In today’s increasingly complex investment landscape, comparing funds has become both more difficult and important. The recent ASISA category changes and continued variation in fund strategies have only reinforced the need for investors to ask a fundamental question: What benchmark is your manager using, and does it reflect how your capital is being invested?
The current landscape:
Recent changes to ASISA’s Fund Classification Standard, which became effective on 1 October 2024, saw the introduction of a new category, the SA Equity – SA General category (“SA Equity Category”), in addition to the existing SA Equity – General Category (“General Equity Category”). This new category is for portfolios that invest exclusively in South African equities.
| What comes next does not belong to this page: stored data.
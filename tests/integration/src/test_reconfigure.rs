//! Key rotation through reactivation.

#[cfg(test)]
mod tests {
    use httpsig_auth::testutil::{alice_rsa, alice_rsa_rotated, epoch};
    use httpsig_auth::{Key, VerifyStatus};
    use httpsig_login::LoginState;

    use crate::{KeyDir, key_id, login, request, sign};

    #[test]
    fn test_should_accept_only_rotated_key_after_reactivation() {
        let old_key = alice_rsa();
        let new_key = alice_rsa_rotated();
        let mut keys = KeyDir::new();
        keys.write("alice", &[&old_key]);
        let configuration = keys.activate();

        let mut old_request = request("/", epoch());
        sign(&mut old_request, &old_key, &key_id("alice", &old_key));
        let mut new_request = request("/", epoch());
        sign(&mut new_request, &new_key, &key_id("alice", &new_key));

        assert_eq!(login(&configuration, &old_request).0.state(), &LoginState::IdentityResolved);
        assert!(login(&configuration, &new_request).1.auth_info().is_none());

        keys.write("alice", &[&new_key]);
        let snapshot = configuration.activate(&keys.config());
        assert_eq!(snapshot.generation(), 2);

        assert!(login(&configuration, &old_request).1.auth_info().is_none());
        let (module, subject) = login(&configuration, &new_request);
        assert_eq!(module.state(), &LoginState::IdentityResolved);
        assert_eq!(subject.auth_info().unwrap().user_id().as_str(), "alice");
    }

    #[test]
    fn test_should_keep_snapshot_taken_before_reactivation() {
        let old_key = alice_rsa();
        let mut keys = KeyDir::new();
        keys.write("alice", &[&old_key]);
        let configuration = keys.activate();

        let mut parts = request("/", epoch());
        sign(&mut parts, &old_key, &key_id("alice", &old_key));
        let in_flight = configuration.snapshot();
        let credentials = in_flight.credentials_from_parts(&parts).unwrap();

        keys.write("alice", &[&alice_rsa_rotated()]);
        configuration.activate(&keys.config());

        let status = in_flight
            .verifier()
            .verify_with_result(
                credentials.challenge(),
                credentials.content(),
                credentials.authorization(),
            )
            .status();
        assert_eq!(status, VerifyStatus::Success);
        assert_ne!(
            configuration.snapshot().verifier().keychain().iter().next().unwrap().key().fingerprint(),
            old_key.fingerprint()
        );
    }

    #[test]
    fn test_should_accept_either_key_during_overlap() {
        let old_key = alice_rsa();
        let new_key = alice_rsa_rotated();
        let mut keys = KeyDir::new();
        keys.write("alice", &[&old_key, &new_key]);
        let configuration = keys.activate();

        for key in [&old_key, &new_key] {
            let mut parts = request("/", epoch());
            sign(&mut parts, key, &key_id("alice", key));
            let (module, _) = login(&configuration, &parts);
            assert_eq!(module.state(), &LoginState::IdentityResolved);
        }
    }
}
//! Ordered key collections and identity binding.

use std::fmt;
use std::sync::Arc;

use httpsig_core::{KeyIdScheme, UserId};

use crate::algorithm::AlgorithmSet;
use crate::key::Key;

/// A key bound to the user it authenticates.
#[derive(Debug, Clone)]
pub struct IdentityKey {
    user_id: UserId,
    key: Arc<dyn Key>,
}

impl IdentityKey {
    /// Bind `key` to `user_id`.
    pub fn new(user_id: UserId, key: Arc<dyn Key>) -> Self {
        Self { user_id, key }
    }

    /// The owning user.
    #[must_use]
    pub fn user_id(&self) -> &UserId {
        &self.user_id
    }

    /// The wrapped key.
    #[must_use]
    pub fn key(&self) -> &Arc<dyn Key> {
        &self.key
    }
}

/// One keychain element.
///
/// Only [`KeyEntry::Identity`] entries can complete a login; an unbound key
/// may still verify signatures.
#[derive(Debug, Clone)]
pub enum KeyEntry {
    /// A key with no owner.
    Unbound(Arc<dyn Key>),
    /// A key bound to a user.
    Identity(IdentityKey),
}

impl KeyEntry {
    /// The key used for cryptographic operations.
    #[must_use]
    pub fn key(&self) -> &Arc<dyn Key> {
        match self {
            Self::Unbound(key) => key,
            Self::Identity(identity) => identity.key(),
        }
    }

    /// The owning user, if any.
    #[must_use]
    pub fn owner(&self) -> Option<&UserId> {
        match self {
            Self::Unbound(_) => None,
            Self::Identity(identity) => Some(identity.user_id()),
        }
    }

    /// The identifier this entry is addressed by under `scheme`.
    #[must_use]
    pub fn id_for(&self, scheme: KeyIdScheme) -> String {
        match (scheme, self) {
            (KeyIdScheme::KeyId, _) => self.key().id().to_owned(),
            (KeyIdScheme::Fingerprint, _) | (KeyIdScheme::UserFingerprint, Self::Unbound(_)) => {
                self.key().fingerprint().to_owned()
            }
            (KeyIdScheme::UserFingerprint, Self::Identity(identity)) => {
                format!("/{}/keys/{}", identity.user_id(), identity.key().fingerprint())
            }
        }
    }

    fn matches(&self, scheme: KeyIdScheme, key_id: &str) -> bool {
        match (scheme, self) {
            (KeyIdScheme::KeyId, _) => self.key().id() == key_id,
            (KeyIdScheme::Fingerprint, _) | (KeyIdScheme::UserFingerprint, Self::Unbound(_)) => {
                self.key().fingerprint() == key_id
            }
            (KeyIdScheme::UserFingerprint, Self::Identity(_)) => self.id_for(scheme) == key_id,
        }
    }
}

impl From<IdentityKey> for KeyEntry {
    fn from(identity: IdentityKey) -> Self {
        Self::Identity(identity)
    }
}

/// An ordered collection of keys. Insertion order is search order.
#[derive(Clone, Default)]
pub struct Keychain {
    entries: Vec<KeyEntry>,
}

impl Keychain {
    /// Create an empty keychain.
    #[must_use]
    pub fn new() -> Self {
        Self::default()
    }

    /// Append an entry.
    pub fn push(&mut self, entry: impl Into<KeyEntry>) {
        self.entries.push(entry.into());
    }

    /// Append a key with no owner.
    pub fn push_unbound(&mut self, key: Arc<dyn Key>) {
        self.entries.push(KeyEntry::Unbound(key));
    }

    /// Append a key owned by `user_id`.
    pub fn push_identity(&mut self, user_id: UserId, key: Arc<dyn Key>) {
        self.entries.push(KeyEntry::Identity(IdentityKey::new(user_id, key)));
    }

    /// Iterate entries in insertion order.
    pub fn iter(&self) -> std::slice::Iter<'_, KeyEntry> {
        self.entries.iter()
    }

    /// Number of entries.
    #[must_use]
    pub fn len(&self) -> usize {
        self.entries.len()
    }

    /// Whether the keychain has no entries.
    #[must_use]
    pub fn is_empty(&self) -> bool {
        self.entries.is_empty()
    }

    /// Union of every entry's algorithms.
    #[must_use]
    pub fn algorithms(&self) -> AlgorithmSet {
        let mut set = AlgorithmSet::new();
        for entry in &self.entries {
            set.extend_from(entry.key().algorithms());
        }
        set
    }

    /// First entry whose identifier under `scheme` equals `key_id`.
    #[must_use]
    pub fn find(&self, scheme: KeyIdScheme, key_id: &str) -> Option<&KeyEntry> {
        self.entries.iter().find(|entry| entry.matches(scheme, key_id))
    }
}

impl fmt::Debug for Keychain {
    fn fmt(&self, f: &mut fmt::Formatter<'_>) -> fmt::Result {
        f.debug_struct("Keychain")
            .field("len", &self.entries.len())
            .finish_non_exhaustive()
    }
}

impl<'a> IntoIterator for &'a Keychain {
    type Item = &'a KeyEntry;
    type IntoIter = std::slice::Iter<'a, KeyEntry>;

    fn into_iter(self) -> Self::IntoIter {
        self.entries.iter()
    }
}

impl FromIterator<KeyEntry> for Keychain {
    fn from_iter<T: IntoIterator<Item = KeyEntry>>(iter: T) -> Self {
        Self {
            entries: iter.into_iter().collect(),
        }
    }
}
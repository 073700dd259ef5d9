//! Signing string construction.
//!
//! One line per signed header, in the order the authorization lists them,
//! joined by `\n` with no trailing newline:
//!
//! ```text
//! (request-target): get /content/dam?x=1
//! date: Sun, 06 Nov 1994 08:49:37 GMT
//! ```
//!
//! Byte-exact agreement with the signer is required, so values are never
//! trimmed, re-folded or re-encoded; the string is built as raw bytes.

use crate::error::AuthError;
use crate::request::RequestContent;

/// Pseudo-header covering the lower-cased method and the request target.
pub const REQUEST_TARGET: &str = "(request-target)";
/// Legacy pseudo-header covering the full request line.
pub const REQUEST_LINE: &str = "request-line";

/// Build the signing string for `headers` over `content`.
///
/// # Errors
/// Returns [`AuthError::MissingHeader`] for the first listed header absent
/// from the request.
pub fn build_signing_string<S: AsRef<str>>(content: &RequestContent, headers: &[S]) -> Result<Vec<u8>, AuthError> {
    let mut out = Vec::new();
    for (i, name) in headers.iter().enumerate() {
        if i > 0 {
            out.push(b'\n');
        }
        let name = name.as_ref().to_ascii_lowercase();
        match name.as_str() {
            REQUEST_TARGET => out.extend_from_slice(
                format!(
                    "{REQUEST_TARGET}: {} {}",
                    content.method().to_ascii_lowercase(),
                    content.path()
                )
                .as_bytes(),
            ),
            REQUEST_LINE => out.extend_from_slice(
                format!(
                    "{REQUEST_LINE}: {} {} {}",
                    content.method().to_ascii_uppercase(),
                    content.path(),
                    content.protocol()
                )
                .as_bytes(),
            ),
            _ => {
                let value = content
                    .header(&name)
                    .ok_or_else(|| AuthError::MissingHeader(name.clone()))?;
                out.extend_from_slice(name.as_bytes());
                out.extend_from_slice(b": ");
                out.extend_from_slice(&value);
            }
        }
    }
    Ok(out)
}
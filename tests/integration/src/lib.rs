//! End-to-end tests for HTTP Signature login.
//!
//! Each test writes authorized-keys files to a temporary directory, activates
//! a configuration from them and drives signed requests through the login
//! module, exactly as a host login framework would.

use std::collections::BTreeMap;
use std::io::Write;
use std::path::PathBuf;
use std::sync::{Arc, Once};

use httpsig_auth::authorized_keys::format_rsa_line;
use httpsig_auth::testutil::{epoch, sign_request, user};
use httpsig_auth::{Algorithm, FixedClock, Key, RequestContent, RsaKey};
use httpsig_core::HttpsigConfig;
use httpsig_login::{HttpsigConfiguration, HttpsigLoginModule, Subject};
use tempfile::TempDir;

static INIT: Once = Once::new();

/// Headers signed by every fixture request.
pub const SIGNED_HEADERS: &[&str] = &["(request-target)", "host", "date"];

/// Initialize tracing (once).
fn init_tracing() {
    INIT.call_once(|| {
        tracing_subscriber::fmt()
            .with_env_filter(
                tracing_subscriber::EnvFilter::try_from_default_env()
                    .unwrap_or_else(|_| tracing_subscriber::EnvFilter::new("warn")),
            )
            .with_test_writer()
            .init();
    });
}

/// A directory of per-user authorized-keys files.
#[derive(Debug)]
pub struct KeyDir {
    dir: TempDir,
    files: BTreeMap<String, PathBuf>,
}

impl KeyDir {
    /// Create an empty key directory.
    #[must_use]
    pub fn new() -> Self {
        init_tracing();
        Self {
            dir: tempfile::tempdir().expect("temp dir"),
            files: BTreeMap::new(),
        }
    }

    /// Replace `user`'s key file with the public halves of `keys`.
    pub fn write(&mut self, user: &str, keys: &[&RsaKey]) {
        let path = self.dir.path().join(format!("{user}.keys"));
        let mut file = std::fs::File::create(&path).expect("create key file");
        writeln!(file, "# keys for {user}").expect("write key file");
        for key in keys {
            writeln!(file, "{}", format_rsa_line(&key.to_public(), user)).expect("write key file");
        }
        self.files.insert(user.to_owned(), path);
    }

    /// A configuration pointing at every written key file.
    #[must_use]
    pub fn config(&self) -> HttpsigConfig {
        let key_files = self
            .files
            .iter()
            .map(|(name, path)| (user(name), path.clone()))
            .collect();
        HttpsigConfig::builder()
            .realm("integration")
            .required_headers(vec!["(request-target)".to_owned(), "date".to_owned()])
            .key_files(key_files)
            .build()
    }

    /// Activate the written configuration with the clock fixed at [`epoch`].
    #[must_use]
    pub fn activate(&self) -> Arc<HttpsigConfiguration> {
        Arc::new(HttpsigConfiguration::with_clock(
            &self.config(),
            Arc::new(FixedClock(epoch())),
        ))
    }
}

impl Default for KeyDir {
    fn default() -> Self {
        Self::new()
    }
}

/// The `user-fingerprint` key id of `key` for `user`.
#[must_use]
pub fn key_id(user: &str, key: &dyn Key) -> String {
    format!("/{user}/keys/{}", key.fingerprint())
}

/// A `GET` request for `path` with `host` and `date` headers.
#[must_use]
pub fn request(path: &str, date: chrono::DateTime<chrono::Utc>) -> http::request::Parts {
    let (parts, ()) = http::Request::builder()
        .method("GET")
        .uri(path)
        .header("Host", "localhost:4567")
        .header("Date", httpsig_auth::request::http_date(date))
        .body(())
        .expect("valid request")
        .into_parts();
    parts
}

/// Sign `parts` in place with rsa-sha256 over [`SIGNED_HEADERS`].
pub fn sign(parts: &mut http::request::Parts, key: &RsaKey, key_id: &str) {
    let content = RequestContent::from_parts(parts);
    let authorization = sign_request(key, key_id, Algorithm::RsaSha256, SIGNED_HEADERS, &content);
    parts.headers.insert(
        http::header::AUTHORIZATION,
        authorization
            .to_header_value()
            .parse()
            .expect("valid header value"),
    );
}

/// Run one login attempt against the current snapshot and commit it into a
/// fresh subject.
#[must_use]
pub fn login(configuration: &HttpsigConfiguration, parts: &http::request::Parts) -> (HttpsigLoginModule, Subject) {
    let snapshot = configuration.snapshot();
    let mut module = snapshot.login_module();
    let credentials = snapshot.credentials_from_parts(parts).ok();
    let mut subject = Subject::new();
    let authenticated = module.login(credentials).expect("first attempt");
    if authenticated {
        assert!(module.commit(&mut subject));
    }
    (module, subject)
}

mod test_concurrency;
mod test_login;
mod test_reconfigure;
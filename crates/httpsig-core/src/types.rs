//! Identity and key addressing types shared across crates.

use std::fmt;
use std::str::FromStr;

use crate::error::ConfigError;

/// The identity a key is bound to (a login user name).
///
/// Always non-empty.
#[derive(Debug, Clone, PartialEq, Eq, PartialOrd, Ord, Hash, serde::Serialize)]
#[serde(transparent)]
pub struct UserId(String);

impl UserId {
    /// Create a new user id.
    ///
    /// # Errors
    /// Returns [`ConfigError::EmptyUserId`] if the id is empty or only whitespace.
    pub fn new(id: impl Into<String>) -> Result<Self, ConfigError> {
        let id = id.into();
        if id.trim().is_empty() {
            return Err(ConfigError::EmptyUserId);
        }
        Ok(Self(id))
    }

    /// Get the user id as a string slice.
    #[must_use]
    pub fn as_str(&self) -> &str {
        &self.0
    }
}

impl fmt::Display for UserId {
    fn fmt(&self, f: &mut fmt::Formatter<'_>) -> fmt::Result {
        f.write_str(&self.0)
    }
}

impl<'de> serde::Deserialize<'de> for UserId {
    fn deserialize<D: serde::Deserializer<'de>>(deserializer: D) -> Result<Self, D::Error> {
        let raw = String::deserialize(deserializer)?;
        Self::new(raw).map_err(serde::de::Error::custom)
    }
}

/// How the verifier derives the identifier it matches against an
/// authorization's `keyId`.
#[derive(Debug, Clone, Copy, Default, PartialEq, Eq, Hash, serde::Serialize, serde::Deserialize)]
#[serde(rename_all = "kebab-case")]
pub enum KeyIdScheme {
    /// The key's own identifier.
    KeyId,
    /// The key fingerprint (`aa:bb:...`).
    Fingerprint,
    /// `/{user}/keys/{fingerprint}` for identity keys, the bare fingerprint
    /// for keys without an owner.
    #[default]
    UserFingerprint,
}

impl KeyIdScheme {
    /// The configuration name of this scheme.
    #[must_use]
    pub fn as_str(self) -> &'static str {
        match self {
            Self::KeyId => "key-id",
            Self::Fingerprint => "fingerprint",
            Self::UserFingerprint => "user-fingerprint",
        }
    }
}

impl fmt::Display for KeyIdScheme {
    fn fmt(&self, f: &mut fmt::Formatter<'_>) -> fmt::Result {
        f.write_str(self.as_str())
    }
}

impl FromStr for KeyIdScheme {
    type Err = ConfigError;

    fn from_str(s: &str) -> Result<Self, Self::Err> {
        match s.trim().to_ascii_lowercase().as_str() {
            "key-id" | "keyid" | "id" => Ok(Self::KeyId),
            "fingerprint" => Ok(Self::Fingerprint),
            "user-fingerprint" | "userfingerprint" => Ok(Self::UserFingerprint),
            _ => Err(ConfigError::UnknownKeyIdScheme(s.to_owned())),
        }
    }
}
//! HTTP Signature request verification.
//!
//! Verifies the `Authorization: Signature ...` header of an incoming request
//! against a keychain of public keys and resolves the key that signed it.
//!
//! # Overview
//!
//! A server advertises a [`Challenge`] (realm, headers that must be signed,
//! accepted algorithms). A client signs a canonical string built from the
//! listed request headers and sends an [`Authorization`]. The [`Verifier`]
//! selects the claimed key from its [`Keychain`], rebuilds the signing string
//! from the [`RequestContent`], checks the `date` skew and verifies the
//! signature.
//!
//! # Usage
//!
//! ```rust
//! use std::sync::Arc;
//!
//! use httpsig_auth::{Algorithm, AlgorithmSet, Challenge, Ed25519Key, Keychain, RequestContent, Signer, Verifier};
//! use httpsig_core::{KeyIdScheme, UserId};
//!
//! let mut keychain = Keychain::new();
//! keychain.push_identity(UserId::new("alice").unwrap(), Arc::new(Ed25519Key::from_seed(&[7; 32])));
//! let keychain = Arc::new(keychain);
//!
//! let challenge = Challenge::new("demo", ["host"], AlgorithmSet::from([Algorithm::Ed25519]));
//! let content = RequestContent::builder("GET", "/").header("Host", "example.com").build();
//!
//! let auth = Signer::new(Arc::clone(&keychain), KeyIdScheme::UserFingerprint)
//!     .sign(&challenge, &content)
//!     .unwrap();
//! assert!(Verifier::new(keychain).verify(&challenge, &content, &auth));
//! ```
//!
//! # Modules
//!
//! - [`algorithm`] - Algorithm names and sets
//! - [`key`] - Key capability trait and RSA, Ed25519, HMAC keys
//! - [`keychain`] - Ordered key collections and identity binding
//! - [`authorized_keys`] - OpenSSH authorized-keys parsing
//! - [`challenge`] / [`authorization`] - Header models
//! - [`request`] / [`canonical`] - Request snapshot and signing string
//! - [`verifier`] / [`signer`] - Verification and signing

pub mod algorithm;
pub mod authorization;
pub mod authorized_keys;
pub mod canonical;
pub mod challenge;
pub mod clock;
pub mod error;
pub mod key;
pub mod keychain;
pub mod request;
pub mod signer;
#[cfg(any(test, feature = "testutil"))]
pub mod testutil;
pub mod verifier;

pub use algorithm::{Algorithm, AlgorithmSet};
pub use authorization::Authorization;
pub use authorized_keys::load_authorized_keys;
pub use challenge::Challenge;
pub use clock::{Clock, FixedClock, SystemClock};
pub use error::{AuthError, KeyError};
pub use key::{Ed25519Key, HmacKey, Key, RsaKey};
pub use keychain::{IdentityKey, KeyEntry, Keychain};
pub use request::RequestContent;
pub use signer::Signer;
pub use verifier::{DEFAULT_SKEW, Verifier, VerifyResult, VerifyStatus};
//! The authenticated identity handed to the session layer.

use std::collections::{BTreeMap, BTreeSet};
use std::fmt;

use httpsig_core::UserId;
use serde::Serialize;

use crate::credentials::HttpsigCredentials;

/// A named principal.
#[derive(Debug, Clone, PartialEq, Eq, PartialOrd, Ord, Hash, Serialize)]
#[serde(transparent)]
pub struct Principal(String);

impl Principal {
    /// Create a principal.
    pub fn new(name: impl Into<String>) -> Self {
        Self(name.into())
    }

    /// The principal name.
    #[must_use]
    pub fn name(&self) -> &str {
        &self.0
    }
}

impl From<&UserId> for Principal {
    fn from(user_id: &UserId) -> Self {
        Self(user_id.as_str().to_owned())
    }
}

impl fmt::Display for Principal {
    fn fmt(&self, f: &mut fmt::Formatter<'_>) -> fmt::Result {
        f.write_str(&self.0)
    }
}

/// Authentication result attached to a subject.
#[derive(Debug, Clone, PartialEq, Eq, Serialize)]
#[serde(rename_all = "camelCase")]
pub struct AuthInfo {
    user_id: UserId,
    attributes: BTreeMap<String, String>,
    principals: BTreeSet<Principal>,
}

impl AuthInfo {
    /// Create auth info with an empty attribute map.
    #[must_use]
    pub fn new(user_id: UserId, principals: BTreeSet<Principal>) -> Self {
        Self {
            user_id,
            attributes: BTreeMap::new(),
            principals,
        }
    }

    /// The authenticated user.
    #[must_use]
    pub fn user_id(&self) -> &UserId {
        &self.user_id
    }

    /// Extra attributes.
    #[must_use]
    pub fn attributes(&self) -> &BTreeMap<String, String> {
        &self.attributes
    }

    /// Principals of the user.
    #[must_use]
    pub fn principals(&self) -> &BTreeSet<Principal> {
        &self.principals
    }
}

/// Principals and credentials accumulated by a login.
#[derive(Debug, Default)]
pub struct Subject {
    principals: BTreeSet<Principal>,
    public_credentials: Vec<HttpsigCredentials>,
    auth_info: Option<AuthInfo>,
    read_only: bool,
}

impl Subject {
    /// Create an empty, writable subject.
    #[must_use]
    pub fn new() -> Self {
        Self::default()
    }

    /// Freeze the subject; later commits leave it untouched.
    pub fn set_read_only(&mut self) {
        self.read_only = true;
    }

    /// Whether the subject is frozen.
    #[must_use]
    pub fn is_read_only(&self) -> bool {
        self.read_only
    }

    /// Principals.
    #[must_use]
    pub fn principals(&self) -> &BTreeSet<Principal> {
        &self.principals
    }

    /// Public credentials.
    #[must_use]
    pub fn public_credentials(&self) -> &[HttpsigCredentials] {
        &self.public_credentials
    }

    /// Attached auth info.
    #[must_use]
    pub fn auth_info(&self) -> Option<&AuthInfo> {
        self.auth_info.as_ref()
    }

    pub(crate) fn add(&mut self, principals: &BTreeSet<Principal>, credentials: HttpsigCredentials, auth_info: AuthInfo) {
        self.principals.extend(principals.iter().cloned());
        self.public_credentials.push(credentials);
        self.auth_info = Some(auth_info);
    }

    pub(crate) fn remove(&mut self, principals: &BTreeSet<Principal>) {
        self.principals.retain(|p| !principals.contains(p));
        self.public_credentials.clear();
        self.auth_info = None;
    }
}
This update is a positive step forward, partly prompted by the SARB’s increase in offshore limits to 45% for institutional investors. However, even within the revised General Equity Category, meaningful comparison remains a challenge due to benchmark misalignment.
Why benchmarks matter:
A benchmark is more than just a point of reference; it’s a standard by which fund performance is measured. However, when a fund’s benchmark doesn’t align with its strategy, particularly its level of offshore exposure, performance comparisons can be misleading.
Breaking down the benchmark
Lack of offshore exposure:
Despite ASISA’s efforts to enhance comparability, there is a significant variation in offshore allocations in the General Equity Category. We have observed that:
- Approximately 40% of funds have no offshore exposure
- Approximately 30% have less than 20% offshore exposure
- Only 30% have offshore exposure exceeding 20%
This wide dispersion in allocation makes direct comparisons difficult, especially when many funds still benchmark themselves to indices that don’t reflect any global exposure.
Benchmark misalignment:
Among the 34 funds with offshore exposure exceeding 20%, 13 utilise benchmarks focused solely on South African equities, lacking any global equity component. 11 funds use the General Category average, which, as noted earlier, is predominantly South African equities. This misalignment can lead to inaccurate performance assessments.
Graph 1: Benchmark allocation of the funds with more than 20% offshore exposure
Fairtree Blended Equity Prescient Fund
Accurate performance measurement begins with a benchmark that reflects the actual investment strategy. That’s why the Fairtree Blended Equity Prescient Fund (“the Fund”) uses a composite benchmark of 60% Capped SWIX and 40% MSCI ACWI. This benchmark aligns with our strategic asset allocation. This Fund is built on the award-winning foundations of two proven strategies, the Fairtree SA Equity Prescient Fund and the Fairtree Global Equity Prescient Feeder Fund.
By integrating these into a single, cohesive strategy, the Fund offers:
- Enhanced access to a broader universe of opportunities gives exposure to higher-growth, quality and liquid companies.
- Elimination of duplication/missed themes when using a building block approach.
- Efficient and agile asset allocation due to the flat decision-making structure.
- Leveraging the best ideas of the successful local and global equity teams.
- Less foreign exchange volatility than accessing a 100% global equity fund.
In its first year, the Fund exceeded expectations, outperforming both the standalone Fairtree SA Equity Prescient Fund and the Fairtree Global Equity Prescient Feeder Fund. This strong performance demonstrates the value of an integrated investment approach, ensuring consistent returns while minimising risk.
The Fairtree Blended Equity Prescient Fund brings together our local and global equity expertise in a single, integrated strategy, measured against a benchmark that accurately reflects its investment strategy and objectives. This ensures meaningful performance comparisons and a clear understanding of how your capital is being managed.